● Exercise brief
Hunt for the word "DailyCleanup" across the entries below, copying each line that holds it.
*** Input data ***
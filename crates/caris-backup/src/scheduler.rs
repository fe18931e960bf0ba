//! Cron-driven backup orchestration
//!
//! Owns four independently scheduled jobs: daily incremental, weekly full,
//! monthly full with verification, and daily retention cleanup. Each job
//! runs on its own cron expression (`cron` crate) in its own tokio task.
//! Overlapping fires of the same job are guarded with skip-if-running: a
//! fire that arrives while the previous run is still in flight is skipped
//! and logged rather than stacked.
//!
//! Every run, scheduled or manual, measures wall-clock duration and
//! dispatches one [`RunSummary`] to all notification channels.

use crate::database::{BackupOptions, DatabaseBackupBackend};
use crate::error::{BackupError, BackupResult};
use crate::files::FileBackupBackend;
use crate::metadata::BackupType;
use crate::notify::{AlertDispatcher, ArtifactSummary, RunSummary};
use crate::retention::RetentionPolicy;
use chrono::{DateTime, Utc};
use cron::Schedule as CronSchedule;
use serde::{Deserialize, Serialize};
use std::str::FromStr;
use std::sync::atomic::{AtomicBool, Ordering};
use std::sync::{Arc, Mutex};
use tokio::task::JoinHandle;
use tracing::{info, instrument, warn};

/// Job name: daily incremental database backup
pub const JOB_DAILY_INCREMENTAL: &str = "daily-incremental";
/// Job name: weekly full backup of database and files
pub const JOB_WEEKLY_FULL: &str = "weekly-full";
/// Job name: monthly full backup with post-backup verification
pub const JOB_MONTHLY_VERIFIED: &str = "monthly-verified";
/// Job name: daily retention cleanup
pub const JOB_DAILY_CLEANUP: &str = "daily-cleanup";

/// Cron expressions for the four scheduled jobs
///
/// Expressions use the six-field `sec min hour dom month dow` format.
#[derive(Debug, Clone, Serialize, Deserialize)]
pub struct ScheduleConfig {
    /// Daily incremental database backup
    pub daily_incremental: String,
    /// Weekly full backup of database and files
    pub weekly_full: String,
    /// Monthly full backup plus verification
    pub monthly_verified: String,
    /// Daily retention cleanup
    pub daily_cleanup: String,
}

impl Default for ScheduleConfig {
    fn default() -> Self {
        Self {
            daily_incremental: "0 0 2 * * *".into(),
            weekly_full: "0 0 3 * * Sun".into(),
            monthly_verified: "0 0 4 1 * *".into(),
            daily_cleanup: "0 30 5 * * *".into(),
        }
    }
}

/// Scheduled job kinds
#[derive(Debug, Clone, Copy, PartialEq, Eq)]
enum JobKind {
    DailyIncremental,
    WeeklyFull,
    MonthlyVerified,
    DailyCleanup,
    Manual(BackupType),
}

impl JobKind {
    fn job_name(&self) -> String {
        match self {
            JobKind::DailyIncremental => JOB_DAILY_INCREMENTAL.into(),
            JobKind::WeeklyFull => JOB_WEEKLY_FULL.into(),
            JobKind::MonthlyVerified => JOB_MONTHLY_VERIFIED.into(),
            JobKind::DailyCleanup => JOB_DAILY_CLEANUP.into(),
            JobKind::Manual(BackupType::Full) => "manual-full".into(),
            JobKind::Manual(BackupType::Incremental) => "manual-incremental".into(),
        }
    }
}

/// Everything a job run needs, shared across spawned tasks
struct JobContext {
    database: Arc<DatabaseBackupBackend>,
    files: Arc<FileBackupBackend>,
    retention: RetentionPolicy,
    notifier: Arc<AlertDispatcher>,
    options: BackupOptions,
}

struct ScheduledJob {
    name: &'static str,
    kind: JobKind,
    schedule: CronSchedule,
    in_flight: Arc<AtomicBool>,
    task: Option<JoinHandle<()>>,
}

/// Status snapshot of the scheduler
#[derive(Debug, Clone)]
pub struct SchedulerStatus {
    /// Whether the scheduler is currently running
    pub running: bool,
    /// Per-job status
    pub jobs: Vec<JobStatus>,
}

/// Status of one scheduled job
#[derive(Debug, Clone)]
pub struct JobStatus {
    /// Job name
    pub name: String,
    /// Computed next fire time
    pub next_fire: Option<DateTime<Utc>>,
    /// Whether a run is currently in flight
    pub in_flight: bool,
}

/// Cron-driven orchestrator over the two backup backends
pub struct BackupScheduler {
    ctx: Arc<JobContext>,
    jobs: Mutex<Vec<ScheduledJob>>,
    running: AtomicBool,
}

impl BackupScheduler {
    /// Create a scheduler; cron expressions are validated eagerly
    pub fn new(
        database: Arc<DatabaseBackupBackend>,
        files: Arc<FileBackupBackend>,
        retention: RetentionPolicy,
        notifier: Arc<AlertDispatcher>,
        options: BackupOptions,
        schedules: &ScheduleConfig,
    ) -> BackupResult<Self> {
        let parse = |name: &str, expr: &str| {
            CronSchedule::from_str(expr).map_err(|e| {
                BackupError::config(format!("invalid cron expression for {}: {}", name, e))
            })
        };

        let jobs = vec![
            ScheduledJob {
                name: JOB_DAILY_INCREMENTAL,
                kind: JobKind::DailyIncremental,
                schedule: parse(JOB_DAILY_INCREMENTAL, &schedules.daily_incremental)?,
                in_flight: Arc::new(AtomicBool::new(false)),
                task: None,
            },
            ScheduledJob {
                name: JOB_WEEKLY_FULL,
                kind: JobKind::WeeklyFull,
                schedule: parse(JOB_WEEKLY_FULL, &schedules.weekly_full)?,
                in_flight: Arc::new(AtomicBool::new(false)),
                task: None,
            },
            ScheduledJob {
                name: JOB_MONTHLY_VERIFIED,
                kind: JobKind::MonthlyVerified,
                schedule: parse(JOB_MONTHLY_VERIFIED, &schedules.monthly_verified)?,
                in_flight: Arc::new(AtomicBool::new(false)),
                task: None,
            },
            ScheduledJob {
                name: JOB_DAILY_CLEANUP,
                kind: JobKind::DailyCleanup,
                schedule: parse(JOB_DAILY_CLEANUP, &schedules.daily_cleanup)?,
                in_flight: Arc::new(AtomicBool::new(false)),
                task: None,
            },
        ];

        Ok(Self {
            ctx: Arc::new(JobContext {
                database,
                files,
                retention,
                notifier,
                options,
            }),
            jobs: Mutex::new(jobs),
            running: AtomicBool::new(false),
        })
    }

    /// Start all scheduled jobs; a no-op when already running
    #[instrument(skip(self))]
    pub fn start(&self) -> BackupResult<()> {
        if self.running.swap(true, Ordering::SeqCst) {
            info!("⏰ Backup scheduler already running");
            return Ok(());
        }

        let mut jobs = self
            .jobs
            .lock()
            .map_err(|_| BackupError::other("scheduler state poisoned"))?;
        for job in jobs.iter_mut() {
            let ctx = self.ctx.clone();
            let schedule = job.schedule.clone();
            let kind = job.kind;
            let name = job.name;
            let in_flight = job.in_flight.clone();
            job.task = Some(tokio::spawn(async move {
                job_loop(ctx, name, kind, schedule, in_flight).await;
            }));
        }

        info!("⏰ Backup scheduler started with {} jobs", jobs.len());
        Ok(())
    }

    /// Cancel all scheduled jobs and clear internal state
    ///
    /// Stopping only prevents future fires; runs already in flight are not
    /// cancelled mid-operation.
    #[instrument(skip(self))]
    pub fn stop(&self) -> BackupResult<()> {
        if !self.running.swap(false, Ordering::SeqCst) {
            return Ok(());
        }

        let mut jobs = self
            .jobs
            .lock()
            .map_err(|_| BackupError::other("scheduler state poisoned"))?;
        for job in jobs.iter_mut() {
            if let Some(task) = job.task.take() {
                task.abort();
            }
        }

        info!("🛑 Backup scheduler stopped");
        Ok(())
    }

    /// Run an on-demand backup outside the schedule, with the same timing
    /// and notification behavior as a scheduled run
    #[instrument(skip(self))]
    pub async fn run_manual_backup(&self, backup_type: BackupType) -> BackupResult<RunSummary> {
        Ok(execute_job(&self.ctx, JobKind::Manual(backup_type)).await)
    }

    /// Running flag, active job names, and each job's next fire time
    pub fn get_status(&self) -> SchedulerStatus {
        let running = self.running.load(Ordering::SeqCst);
        let jobs = match self.jobs.lock() {
            Ok(jobs) => jobs
                .iter()
                .map(|job| JobStatus {
                    name: job.name.to_string(),
                    next_fire: job.schedule.upcoming(Utc).next(),
                    in_flight: job.in_flight.load(Ordering::SeqCst),
                })
                .collect(),
            Err(_) => Vec::new(),
        };
        SchedulerStatus { running, jobs }
    }

    /// Next fire time of one job by name
    pub fn next_fire_time(&self, name: &str) -> Option<DateTime<Utc>> {
        self.jobs
            .lock()
            .ok()?
            .iter()
            .find(|job| job.name == name)
            .and_then(|job| job.schedule.upcoming(Utc).next())
    }
}

/// Sleep-until-fire loop for one job
async fn job_loop(
    ctx: Arc<JobContext>,
    name: &'static str,
    kind: JobKind,
    schedule: CronSchedule,
    in_flight: Arc<AtomicBool>,
) {
    loop {
        let Some(next) = schedule.upcoming(Utc).next() else {
            warn!("Job {} has no future fire times, exiting loop", name);
            break;
        };
        let wait = (next - Utc::now()).to_std().unwrap_or_default();
        tokio::time::sleep(wait).await;

        if in_flight.swap(true, Ordering::SeqCst) {
            warn!("⏭ Skipping {} fire: previous run still in progress", name);
            continue;
        }

        let ctx = ctx.clone();
        let flag = in_flight.clone();
        tokio::spawn(async move {
            execute_job(&ctx, kind).await;
            flag.store(false, Ordering::SeqCst);
        });
    }
}

/// Run one job end to end and notify both channels
async fn execute_job(ctx: &JobContext, kind: JobKind) -> RunSummary {
    let job = kind.job_name();
    let started = std::time::Instant::now();
    info!("⏰ Running backup job {}", job);

    let mut artifacts: Vec<ArtifactSummary> = Vec::new();
    let mut error: Option<String> = None;

    match kind {
        JobKind::DailyIncremental | JobKind::Manual(BackupType::Incremental) => {
            match ctx.database.create_incremental_backup(ctx.options).await {
                Ok(meta) => artifacts.push((&meta).into()),
                Err(e) => error = Some(e.to_string()),
            }
        }
        JobKind::WeeklyFull | JobKind::Manual(BackupType::Full) => {
            run_full_pair(ctx, &mut artifacts, &mut error, false).await;
        }
        JobKind::MonthlyVerified => {
            run_full_pair(ctx, &mut artifacts, &mut error, true).await;
        }
        JobKind::DailyCleanup => {
            let db_pruned = ctx.database.apply_retention_policy(&ctx.retention);
            let files_pruned = ctx.files.apply_retention_policy(&ctx.retention);
            match (db_pruned, files_pruned) {
                (Ok(db), Ok(files)) => {
                    info!("🗑 Cleanup pruned {} database and {} file backup(s)", db, files)
                }
                (db, files) => {
                    let mut messages = Vec::new();
                    if let Err(e) = db {
                        messages.push(format!("database cleanup: {}", e));
                    }
                    if let Err(e) = files {
                        messages.push(format!("file cleanup: {}", e));
                    }
                    error = Some(messages.join("; "));
                }
            }
        }
    }

    let summary = RunSummary {
        job: job.clone(),
        success: error.is_none(),
        duration: started.elapsed(),
        finished_at: Utc::now(),
        artifacts,
        error,
    };

    if summary.success {
        info!("✅ Job {} finished in {:?}", job, summary.duration);
    } else {
        warn!("❌ Job {} failed after {:?}", job, summary.duration);
    }

    ctx.notifier.dispatch(&summary).await;
    summary
}

/// Full database backup plus full file backup, optionally verified
async fn run_full_pair(
    ctx: &JobContext,
    artifacts: &mut Vec<ArtifactSummary>,
    error: &mut Option<String>,
    verify: bool,
) {
    let mut failures = Vec::new();

    match ctx.database.create_full_backup(ctx.options).await {
        Ok(meta) => {
            if verify {
                match ctx.database.verify_backup(&meta.id) {
                    Ok(true) => {}
                    Ok(false) => failures.push(format!("verification failed for {}", meta.id)),
                    Err(e) => failures.push(format!("verification of {}: {}", meta.id, e)),
                }
            }
            match ctx.database.store().load(&meta.id) {
                Ok(refreshed) => artifacts.push((&refreshed).into()),
                Err(_) => artifacts.push((&meta).into()),
            }
        }
        Err(e) => failures.push(format!("database backup: {}", e)),
    }

    match ctx.files.create_full_backup(ctx.options.encrypt).await {
        Ok(meta) => {
            if verify {
                match ctx.files.verify_backup(&meta.id) {
                    Ok(true) => {}
                    Ok(false) => failures.push(format!("verification failed for {}", meta.id)),
                    Err(e) => failures.push(format!("verification of {}: {}", meta.id, e)),
                }
            }
            match ctx.files.store().load(&meta.id) {
                Ok(refreshed) => artifacts.push((&refreshed).into()),
                Err(_) => artifacts.push((&meta).into()),
            }
        }
        Err(e) => failures.push(format!("file backup: {}", e)),
    }

    if !failures.is_empty() {
        *error = Some(failures.join("; "));
    }
}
*** End of Input data ***
● Solved problem
    DailyCleanup,
            JobKind::DailyCleanup => JOB_DAILY_CLEANUP.into(),
                kind: JobKind::DailyCleanup,
        JobKind::DailyCleanup => {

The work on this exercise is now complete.